→ **Task goal**
Return the entries in their entirety, precisely as given.

→ **Task data**

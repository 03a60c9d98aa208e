//! Core workout tracking library for Mapty: records, form validation,
//! persistence, and the tracker that ties them together.

use std::fmt;

use thiserror::Error;

pub mod config;
pub mod form;
pub mod render;
pub mod store;
pub mod tracker;
pub mod workout;

pub use config::TrackerConfig;
pub use form::{parse_number, WorkoutForm, WorkoutInput};
pub use render::{Detail, PopupSpec, WorkoutCard};
#[cfg(not(target_arch = "wasm32"))]
pub use store::FileStorage;
pub use store::{MemoryStorage, Storage, WorkoutStore};
pub use tracker::{Journal, Tracker};
pub use workout::{Coords, Discipline, Metrics, Workout};

#[derive(Error, Debug, Clone, PartialEq)]
pub enum MaptyError {
    #[error("{0}")]
    InvalidField(Field),
    #[error("unknown workout type: {0}")]
    UnknownDiscipline(String),
    #[error("no map location selected for the new workout")]
    NoPendingLocation,
    #[error("storage failure: {0}")]
    Storage(String),
    #[error("stored workouts could not be decoded: {0}")]
    Decode(String),
}

/// Form fields subject to validation.
#[derive(Clone, Copy, Debug, PartialEq, Eq)]
pub enum Field {
    Distance,
    Duration,
    Cadence,
    ElevationGain,
}

impl fmt::Display for Field {
    fn fmt(&self, f: &mut fmt::Formatter<'_>) -> fmt::Result {
        match self {
            Field::Distance => f.write_str("Distance must be a positive number"),
            Field::Duration => f.write_str("Duration must be a positive number"),
            Field::Cadence => f.write_str("Cadence must be a positive number"),
            Field::ElevationGain => f.write_str("Elevation gain must be a number"),
        }
    }
}

/// Rounds to one decimal place the way JavaScript's `toFixed(1)` does: the
/// exact binary value decides, so `0.15` (stored as `0.1499…`) becomes `0.1`,
/// while a true tie such as `0.25` rounds away from zero.
pub fn round1(value: f64) -> f64 {
    let scaled = value * 10.0;
    let exact = value.mul_add(10.0, -scaled) == 0.0;
    if exact && scaled.fract().abs() == 0.5 {
        return scaled.round() / 10.0;
    }
    // `{:.1}` rounds the exact binary expansion; only exact ties differ.
    format!("{value:.1}").parse().unwrap_or(value)
}

#[cfg(test)]
mod tests {
    use super::*;

    #[test]
    fn test_round1() {
        assert_eq!(round1(6.0), 6.0);
        assert_eq!(round1(6.04), 6.0);
        assert_eq!(round1(6.06), 6.1);
        assert_eq!(round1(7.5), 7.5);
    }

    #[test]
    fn test_round1_follows_binary_value() {
        assert_eq!(round1(0.15), 0.1);
        assert_eq!(round1(1.005), 1.0);
        assert_eq!(round1(0.25), 0.3);
        assert_eq!(round1(0.75), 0.8);
        assert_eq!(round1(-0.25), -0.3);
        assert_eq!(round1(16.666_666_666_666_668), 16.7);
        assert!(round1(f64::NAN).is_nan());
    }

    #[test]
    fn test_invalid_field_message_names_field() {
        let err = MaptyError::InvalidField(Field::Cadence);
        assert_eq!(err.to_string(), "Cadence must be a positive number");
        let err = MaptyError::InvalidField(Field::ElevationGain);
        assert!(err.to_string().starts_with("Elevation gain"));
    }
}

→ **Written reply**
repository 03a60c9d98aa208e
//! Core workout tracking library for Mapty: records, form validation,
//! persistence, and the tracker that ties them together.

use std::fmt;

use thiserror::Error;

pub mod config;
pub mod form;
pub mod render;
pub mod store;
pub mod tracker;
pub mod workout;

pub use config::TrackerConfig;
pub use form::{parse_number, WorkoutForm, WorkoutInput};
pub use render::{Detail, PopupSpec, WorkoutCard};
#[cfg(not(target_arch = "wasm32"))]
pub use store::FileStorage;
pub use store::{MemoryStorage, Storage, WorkoutStore};
pub use tracker::{Journal, Tracker};
pub use workout::{Coords, Discipline, Metrics, Workout};

#[derive(Error, Debug, Clone, PartialEq)]
pub enum MaptyError {
    #[error("{0}")]
    InvalidField(Field),
    #[error("unknown workout type: {0}")]
    UnknownDiscipline(String),
    #[error("no map location selected for the new workout")]
    NoPendingLocation,
    #[error("storage failure: {0}")]
    Storage(String),
    #[error("stored workouts could not be decoded: {0}")]
    Decode(String),
}

/// Form fields subject to validation.
#[derive(Clone, Copy, Debug, PartialEq, Eq)]
pub enum Field {
    Distance,
    Duration,
    Cadence,
    ElevationGain,
}

impl fmt::Display for Field {
    fn fmt(&self, f: &mut fmt::Formatter<'_>) -> fmt::Result {
        match self {
            Field::Distance => f.write_str("Distance must be a positive number"),
            Field::Duration => f.write_str("Duration must be a positive number"),
            Field::Cadence => f.write_str("Cadence must be a positive number"),
            Field::ElevationGain => f.write_str("Elevation gain must be a number"),
        }
    }
}

/// Rounds to one decimal place the way JavaScript's `toFixed(1)` does: the
/// exact binary value decides, so `0.15` (stored as `0.1499…`) becomes `0.1`,
/// while a true tie such as `0.25` rounds away from zero.
pub fn round1(value: f64) -> f64 {
    let scaled = value * 10.0;
    let exact = value.mul_add(10.0, -scaled) == 0.0;
    if exact && scaled.fract().abs() == 0.5 {
        return scaled.round() / 10.0;
    }
    // `{:.1}` rounds the exact binary expansion; only exact ties differ.
    format!("{value:.1}").parse().unwrap_or(value)
}

#[cfg(test)]
mod tests {
    use super::*;

    #[test]
    fn test_round1() {
        assert_eq!(round1(6.0), 6.0);
        assert_eq!(round1(6.04), 6.0);
        assert_eq!(round1(6.06), 6.1);
        assert_eq!(round1(7.5), 7.5);
    }

    #[test]
    fn test_round1_follows_binary_value() {
        assert_eq!(round1(0.15), 0.1);
        assert_eq!(round1(1.005), 1.0);
        assert_eq!(round1(0.25), 0.3);
        assert_eq!(round1(0.75), 0.8);
        assert_eq!(round1(-0.25), -0.3);
        assert_eq!(round1(16.666_666_666_666_668), 16.7);
        assert!(round1(f64::NAN).is_nan());
    }

    #[test]
    fn test_invalid_field_message_names_field() {
        let err = MaptyError::InvalidField(Field::Cadence);
        assert_eq!(err.to_string(), "Cadence must be a positive number");
        let err = MaptyError::InvalidField(Field::ElevationGain);
        assert!(err.to_string().starts_with("Elevation gain"));
    }
}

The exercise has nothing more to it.